■ The problem: What are the lines, copied exactly, from the one containing "pub struct EventHub" through the last line of the records below, both included?

[Collected data entries]
────────────────────

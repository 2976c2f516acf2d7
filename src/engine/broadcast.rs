use tokio::sync::broadcast;

/// Capacity of each session's event channel. A receiver that falls further
/// behind than this sees `Lagged` and resynchronizes from the next full view.
const EVENT_CHANNEL_CAPACITY: usize = 64;

/// Events published by a live session.
#[derive(Debug, Clone)]
pub enum SessionEvent {
    /// A response was accepted for the given question.
    ResponseAccepted { question_id: String },
    /// The instructor advanced to the question at `index`.
    QuestionAdvanced { index: usize },
    /// The session was deleted or reaped.
    SessionEnded,
}

/// Fan-out channel for one session's observers. Publishing never blocks and
/// never fails; with no subscribers the event is simply dropped.
#[derive(Debug)]
pub struct EventHub {
    sender: broadcast::Sender<SessionEvent>,
}

impl EventHub {
    pub fn new() -> Self {
        let (sender, _) = broadcast::channel(EVENT_CHANNEL_CAPACITY);
        Self { sender }
    }

    pub fn publish(&self, event: SessionEvent) {
        // Err only means nobody is listening right now.
        let _ = self.sender.send(event);
    }

    pub fn subscribe(&self) -> broadcast::Receiver<SessionEvent> {
        self.sender.subscribe()
    }

    pub fn subscriber_count(&self) -> usize {
        self.sender.receiver_count()
    }
}

impl Default for EventHub {
    fn default() -> Self {
        Self::new()
    }
}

────────────────────

■ Solution to this problem:
pub struct EventHub {
    sender: broadcast::Sender<SessionEvent>,
}

impl EventHub {
    pub fn new() -> Self {
        let (sender, _) = broadcast::channel(EVENT_CHANNEL_CAPACITY);
        Self { sender }
    }

    pub fn publish(&self, event: SessionEvent) {
        // Err only means nobody is listening right now.
        let _ = self.sender.send(event);
    }

    pub fn subscribe(&self) -> broadcast::Receiver<SessionEvent> {
        self.sender.subscribe()
    }

    pub fn subscriber_count(&self) -> usize {
        self.sender.receiver_count()
    }
}

impl Default for EventHub {
    fn default() -> Self {
        Self::new()
    }
}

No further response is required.